● PROBLEM TO SOLVE:
Would you copy each line of the data below that has "crate"?
Segment Start: RECORDS SHOWN
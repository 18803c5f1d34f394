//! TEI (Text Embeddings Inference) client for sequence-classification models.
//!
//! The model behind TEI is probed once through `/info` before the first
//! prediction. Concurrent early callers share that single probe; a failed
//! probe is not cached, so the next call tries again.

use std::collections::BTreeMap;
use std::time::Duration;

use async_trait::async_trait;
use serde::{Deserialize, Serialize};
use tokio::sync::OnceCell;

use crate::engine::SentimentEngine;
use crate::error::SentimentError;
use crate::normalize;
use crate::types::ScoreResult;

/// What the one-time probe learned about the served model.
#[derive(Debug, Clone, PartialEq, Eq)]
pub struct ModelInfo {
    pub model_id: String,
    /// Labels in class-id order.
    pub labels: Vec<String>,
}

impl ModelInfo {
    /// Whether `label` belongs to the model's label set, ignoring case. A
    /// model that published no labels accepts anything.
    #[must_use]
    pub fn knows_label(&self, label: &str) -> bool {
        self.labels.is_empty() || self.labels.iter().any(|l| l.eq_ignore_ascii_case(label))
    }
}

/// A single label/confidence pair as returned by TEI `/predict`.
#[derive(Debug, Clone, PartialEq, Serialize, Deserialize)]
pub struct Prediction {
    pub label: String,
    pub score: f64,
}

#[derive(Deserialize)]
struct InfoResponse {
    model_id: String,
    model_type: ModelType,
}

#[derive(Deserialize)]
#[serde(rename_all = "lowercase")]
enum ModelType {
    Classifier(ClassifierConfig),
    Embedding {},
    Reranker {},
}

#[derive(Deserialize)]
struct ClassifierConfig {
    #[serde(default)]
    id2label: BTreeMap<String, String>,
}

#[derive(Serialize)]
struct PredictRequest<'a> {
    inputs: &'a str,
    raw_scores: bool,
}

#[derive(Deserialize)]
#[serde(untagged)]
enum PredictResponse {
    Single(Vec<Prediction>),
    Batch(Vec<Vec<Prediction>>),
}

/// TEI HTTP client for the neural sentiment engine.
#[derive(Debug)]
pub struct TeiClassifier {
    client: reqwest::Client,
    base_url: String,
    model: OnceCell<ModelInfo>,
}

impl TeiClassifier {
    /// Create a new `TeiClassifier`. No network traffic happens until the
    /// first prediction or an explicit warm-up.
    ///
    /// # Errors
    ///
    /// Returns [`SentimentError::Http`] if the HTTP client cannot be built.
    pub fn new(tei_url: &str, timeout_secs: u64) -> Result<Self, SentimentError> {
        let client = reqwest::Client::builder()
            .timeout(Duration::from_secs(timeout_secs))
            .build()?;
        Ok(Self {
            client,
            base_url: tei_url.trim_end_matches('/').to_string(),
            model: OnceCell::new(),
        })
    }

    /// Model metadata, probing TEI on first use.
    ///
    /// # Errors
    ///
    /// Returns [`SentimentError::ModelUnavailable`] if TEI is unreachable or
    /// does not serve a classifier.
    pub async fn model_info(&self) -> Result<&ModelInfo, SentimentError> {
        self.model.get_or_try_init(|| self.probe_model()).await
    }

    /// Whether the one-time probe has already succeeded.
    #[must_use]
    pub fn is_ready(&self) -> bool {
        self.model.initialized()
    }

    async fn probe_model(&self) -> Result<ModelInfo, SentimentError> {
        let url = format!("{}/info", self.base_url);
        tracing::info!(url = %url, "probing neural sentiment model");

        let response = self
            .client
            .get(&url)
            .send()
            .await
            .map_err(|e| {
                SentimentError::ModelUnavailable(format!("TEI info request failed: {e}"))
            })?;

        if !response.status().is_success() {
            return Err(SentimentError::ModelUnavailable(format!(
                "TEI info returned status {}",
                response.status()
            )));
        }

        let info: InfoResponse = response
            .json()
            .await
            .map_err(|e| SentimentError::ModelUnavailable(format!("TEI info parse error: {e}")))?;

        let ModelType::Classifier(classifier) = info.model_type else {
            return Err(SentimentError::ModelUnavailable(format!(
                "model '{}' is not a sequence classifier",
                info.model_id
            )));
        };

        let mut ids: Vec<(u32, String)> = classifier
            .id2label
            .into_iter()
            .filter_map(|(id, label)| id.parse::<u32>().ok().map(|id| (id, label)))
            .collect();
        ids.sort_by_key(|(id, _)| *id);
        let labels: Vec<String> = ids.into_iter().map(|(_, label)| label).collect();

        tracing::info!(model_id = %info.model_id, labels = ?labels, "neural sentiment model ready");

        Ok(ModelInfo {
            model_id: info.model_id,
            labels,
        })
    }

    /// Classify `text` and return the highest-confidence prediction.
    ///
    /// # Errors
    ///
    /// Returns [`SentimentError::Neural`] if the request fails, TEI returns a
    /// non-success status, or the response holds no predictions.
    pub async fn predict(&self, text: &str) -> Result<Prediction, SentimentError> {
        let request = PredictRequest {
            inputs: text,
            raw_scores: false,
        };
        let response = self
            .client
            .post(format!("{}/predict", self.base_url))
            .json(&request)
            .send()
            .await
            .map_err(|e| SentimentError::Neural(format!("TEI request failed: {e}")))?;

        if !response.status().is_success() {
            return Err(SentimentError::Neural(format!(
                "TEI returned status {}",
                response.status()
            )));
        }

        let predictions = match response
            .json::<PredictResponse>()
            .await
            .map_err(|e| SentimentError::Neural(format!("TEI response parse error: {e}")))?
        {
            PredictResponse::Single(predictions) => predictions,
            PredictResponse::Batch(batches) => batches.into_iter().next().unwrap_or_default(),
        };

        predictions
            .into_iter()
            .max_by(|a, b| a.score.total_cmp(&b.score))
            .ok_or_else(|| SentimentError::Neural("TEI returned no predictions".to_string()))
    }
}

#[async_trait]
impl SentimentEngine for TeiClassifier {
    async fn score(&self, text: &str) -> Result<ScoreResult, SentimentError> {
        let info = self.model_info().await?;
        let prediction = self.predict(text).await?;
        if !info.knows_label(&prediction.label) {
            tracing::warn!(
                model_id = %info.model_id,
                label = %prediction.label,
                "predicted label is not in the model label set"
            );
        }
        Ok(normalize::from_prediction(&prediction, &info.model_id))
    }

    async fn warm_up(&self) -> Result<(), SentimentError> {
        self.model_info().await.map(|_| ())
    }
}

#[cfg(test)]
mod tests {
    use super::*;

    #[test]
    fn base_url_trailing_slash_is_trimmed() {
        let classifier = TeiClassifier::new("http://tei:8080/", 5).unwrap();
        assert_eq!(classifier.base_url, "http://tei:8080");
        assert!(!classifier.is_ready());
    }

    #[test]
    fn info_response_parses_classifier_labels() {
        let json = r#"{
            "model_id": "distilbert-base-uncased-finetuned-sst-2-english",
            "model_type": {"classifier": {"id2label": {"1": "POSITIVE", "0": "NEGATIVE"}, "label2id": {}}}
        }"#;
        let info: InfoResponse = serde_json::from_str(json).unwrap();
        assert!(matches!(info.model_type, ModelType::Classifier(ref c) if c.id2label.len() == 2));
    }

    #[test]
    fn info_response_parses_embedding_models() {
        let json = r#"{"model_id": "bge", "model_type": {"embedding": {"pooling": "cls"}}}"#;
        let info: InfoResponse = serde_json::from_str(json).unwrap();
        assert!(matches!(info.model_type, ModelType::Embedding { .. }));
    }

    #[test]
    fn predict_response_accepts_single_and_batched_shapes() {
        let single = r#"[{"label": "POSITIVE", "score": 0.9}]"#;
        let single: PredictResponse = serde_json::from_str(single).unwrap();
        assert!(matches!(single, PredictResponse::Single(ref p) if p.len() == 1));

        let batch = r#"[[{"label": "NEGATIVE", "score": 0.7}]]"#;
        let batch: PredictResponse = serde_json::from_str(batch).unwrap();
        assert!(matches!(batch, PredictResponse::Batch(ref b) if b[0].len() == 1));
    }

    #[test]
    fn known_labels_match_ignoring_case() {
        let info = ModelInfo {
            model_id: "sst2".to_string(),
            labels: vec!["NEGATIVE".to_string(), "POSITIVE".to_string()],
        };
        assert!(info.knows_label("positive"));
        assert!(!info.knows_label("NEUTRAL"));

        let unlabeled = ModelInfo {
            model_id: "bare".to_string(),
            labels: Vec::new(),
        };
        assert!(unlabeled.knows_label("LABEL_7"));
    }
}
Segment End: RECORDS SHOWN
● EXPECTED OUTPUT:
use crate::engine::SentimentEngine;
use crate::error::SentimentError;
use crate::normalize;
use crate::types::ScoreResult;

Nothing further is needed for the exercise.